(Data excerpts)
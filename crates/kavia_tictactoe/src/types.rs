//! Core domain types for tic-tac-toe.

use crate::position::Position;
use serde::{Deserialize, Serialize};
use tracing::instrument;

/// A player's symbol.
#[derive(Debug, Clone, Copy, PartialEq, Eq, Hash, Serialize, Deserialize, derive_more::Display)]
pub enum Mark {
    /// Player X (goes first).
    X,
    /// Player O (goes second).
    O,
}

impl Mark {
    /// Returns the opposing mark.
    pub fn opponent(self) -> Self {
        match self {
            Mark::X => Mark::O,
            Mark::O => Mark::X,
        }
    }
}

/// A single board position.
#[derive(Debug, Clone, Copy, PartialEq, Eq, Hash, Serialize, Deserialize)]
pub enum Cell {
    /// Nobody has played here.
    Empty,
    /// Claimed by a player.
    Occupied(Mark),
}

impl Cell {
    /// Returns the mark in this cell, if any.
    pub fn mark(self) -> Option<Mark> {
        match self {
            Cell::Empty => None,
            Cell::Occupied(mark) => Some(mark),
        }
    }

    /// True when no mark has been placed.
    pub fn is_empty(self) -> bool {
        self == Cell::Empty
    }
}

/// 3x3 board, cells stored row-major.
#[derive(Debug, Clone, Copy, PartialEq, Eq, Hash, Serialize, Deserialize)]
pub struct Board {
    cells: [Cell; 9],
}

impl Board {
    /// Creates a board with every cell empty.
    pub fn new() -> Self {
        Self {
            cells: [Cell::Empty; 9],
        }
    }

    /// Builds a board from raw cells. Mostly useful for tests and replays.
    pub fn from_cells(cells: [Cell; 9]) -> Self {
        Self { cells }
    }

    /// Gets the cell at a position.
    pub fn get(&self, pos: Position) -> Cell {
        self.cells[pos.to_index()]
    }

    /// Places a cell value at a position.
    ///
    /// Board-level writes are unchecked; legality lives in the engine.
    pub(crate) fn set(&mut self, pos: Position, cell: Cell) {
        self.cells[pos.to_index()] = cell;
    }

    /// Checks whether the cell at a position is empty.
    pub fn is_empty(&self, pos: Position) -> bool {
        self.get(pos).is_empty()
    }

    /// All cells in row-major order.
    pub fn cells(&self) -> &[Cell; 9] {
        &self.cells
    }

    /// Number of non-empty cells.
    pub fn filled_count(&self) -> usize {
        self.cells.iter().filter(|c| !c.is_empty()).count()
    }

    /// Number of cells holding `mark`.
    pub fn count(&self, mark: Mark) -> usize {
        self.cells
            .iter()
            .filter(|c| **c == Cell::Occupied(mark))
            .count()
    }

    /// Formats the board as a human-readable string.
    ///
    /// Empty cells show their 1-based number.
    #[instrument(skip(self))]
    pub fn display(&self) -> String {
        let mut result = String::new();
        for row in 0..3 {
            for col in 0..3 {
                let index = row * 3 + col;
                let symbol = match self.cells[index] {
                    Cell::Empty => (index + 1).to_string(),
                    Cell::Occupied(mark) => mark.to_string(),
                };
                result.push_str(&symbol);
                if col < 2 {
                    result.push('|');
                }
            }
            if row < 2 {
                result.push_str("\n-+-+-\n");
            }
        }
        result
    }
}

impl Default for Board {
    fn default() -> Self {
        Self::new()
    }
}

/// Derived result of a board.
#[derive(Debug, Clone, Copy, PartialEq, Eq, Hash, Serialize, Deserialize)]
pub enum Outcome {
    /// Moves are still accepted.
    InProgress,
    /// A player completed a line.
    Win(Mark),
    /// Board is full with no completed line.
    Draw,
}

impl Outcome {
    /// Returns the winner if there is one.
    pub fn winner(&self) -> Option<Mark> {
        match self {
            Outcome::Win(mark) => Some(*mark),
            Outcome::InProgress | Outcome::Draw => None,
        }
    }

    /// True for `Win` and `Draw`.
    pub fn is_terminal(&self) -> bool {
        !matches!(self, Outcome::InProgress)
    }
}

impl std::fmt::Display for Outcome {
    fn fmt(&self, f: &mut std::fmt::Formatter<'_>) -> std::fmt::Result {
        match self {
            Outcome::InProgress => write!(f, "In progress"),
            Outcome::Win(mark) => write!(f, "Winner: {}", mark),
            Outcome::Draw => write!(f, "Draw!"),
        }
    }
}

/// Complete game state.
///
/// Fields are private so the outcome can only come from a recompute over
/// the board; see [`crate::apply_move`].
#[derive(Debug, Clone, Copy, PartialEq, Eq, Hash, Serialize, Deserialize)]
pub struct GameState {
    board: Board,
    next_player: Mark,
    outcome: Outcome,
}

impl GameState {
    pub(crate) fn from_parts(board: Board, next_player: Mark, outcome: Outcome) -> Self {
        Self {
            board,
            next_player,
            outcome,
        }
    }

    /// Returns the board.
    pub fn board(&self) -> &Board {
        &self.board
    }

    /// Mark that will be placed by the next accepted move.
    pub fn next_player(&self) -> Mark {
        self.next_player
    }

    /// Returns the derived outcome.
    pub fn outcome(&self) -> Outcome {
        self.outcome
    }

    /// True once the game has been won or drawn.
    pub fn is_over(&self) -> bool {
        self.outcome.is_terminal()
    }

    /// Status line for the view.
    pub fn status_text(&self) -> String {
        match self.outcome {
            Outcome::InProgress => format!("Next player: {}", self.next_player),
            terminal => terminal.to_string(),
        }
    }

    /// Turn banner: "Game Over" once terminal, otherwise whose move it is.
    pub fn turn_text(&self) -> String {
        if self.is_over() {
            "Game Over".to_string()
        } else {
            format!("Next player: {}", self.next_player)
        }
    }
}

impl Default for GameState {
    fn default() -> Self {
        crate::new_game()
    }
}

#[cfg(test)]
mod tests {
    use super::*;

    #[test]
    fn test_opponent_flips() {
        assert_eq!(Mark::X.opponent(), Mark::O);
        assert_eq!(Mark::O.opponent(), Mark::X);
    }

    #[test]
    fn test_display_empty_board() {
        let board = Board::new();
        assert_eq!(board.display(), "1|2|3\n-+-+-\n4|5|6\n-+-+-\n7|8|9");
    }

    #[test]
    fn test_display_with_marks() {
        let mut board = Board::new();
        board.set(Position::TopLeft, Cell::Occupied(Mark::X));
        board.set(Position::Center, Cell::Occupied(Mark::O));
        assert_eq!(board.display(), "X|2|3\n-+-+-\n4|O|6\n-+-+-\n7|8|9");
    }

    #[test]
    fn test_counts() {
        let mut board = Board::new();
        board.set(Position::TopLeft, Cell::Occupied(Mark::X));
        board.set(Position::TopRight, Cell::Occupied(Mark::X));
        board.set(Position::Center, Cell::Occupied(Mark::O));
        assert_eq!(board.filled_count(), 3);
        assert_eq!(board.count(Mark::X), 2);
        assert_eq!(board.count(Mark::O), 1);
    }

    #[test]
    fn test_outcome_display() {
        assert_eq!(Outcome::Win(Mark::O).to_string(), "Winner: O");
        assert_eq!(Outcome::Draw.to_string(), "Draw!");
    }

    #[test]
    fn test_status_text_in_progress() {
        let state = GameState::default();
        assert_eq!(state.status_text(), "Next player: X");
        assert_eq!(state.turn_text(), "Next player: X");
    }

    #[test]
    fn test_status_text_terminal() {
        let state = GameState::from_parts(Board::new(), Mark::O, Outcome::Win(Mark::X));
        assert_eq!(state.status_text(), "Winner: X");
        assert_eq!(state.turn_text(), "Game Over");

        let state = GameState::from_parts(Board::new(), Mark::O, Outcome::Draw);
        assert_eq!(state.status_text(), "Draw!");
        assert_eq!(state.turn_text(), "Game Over");
    }
}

§ What is expected: What number of lines above include the string "goes"? State it and nothing else.

§ Answer to this exercise: 2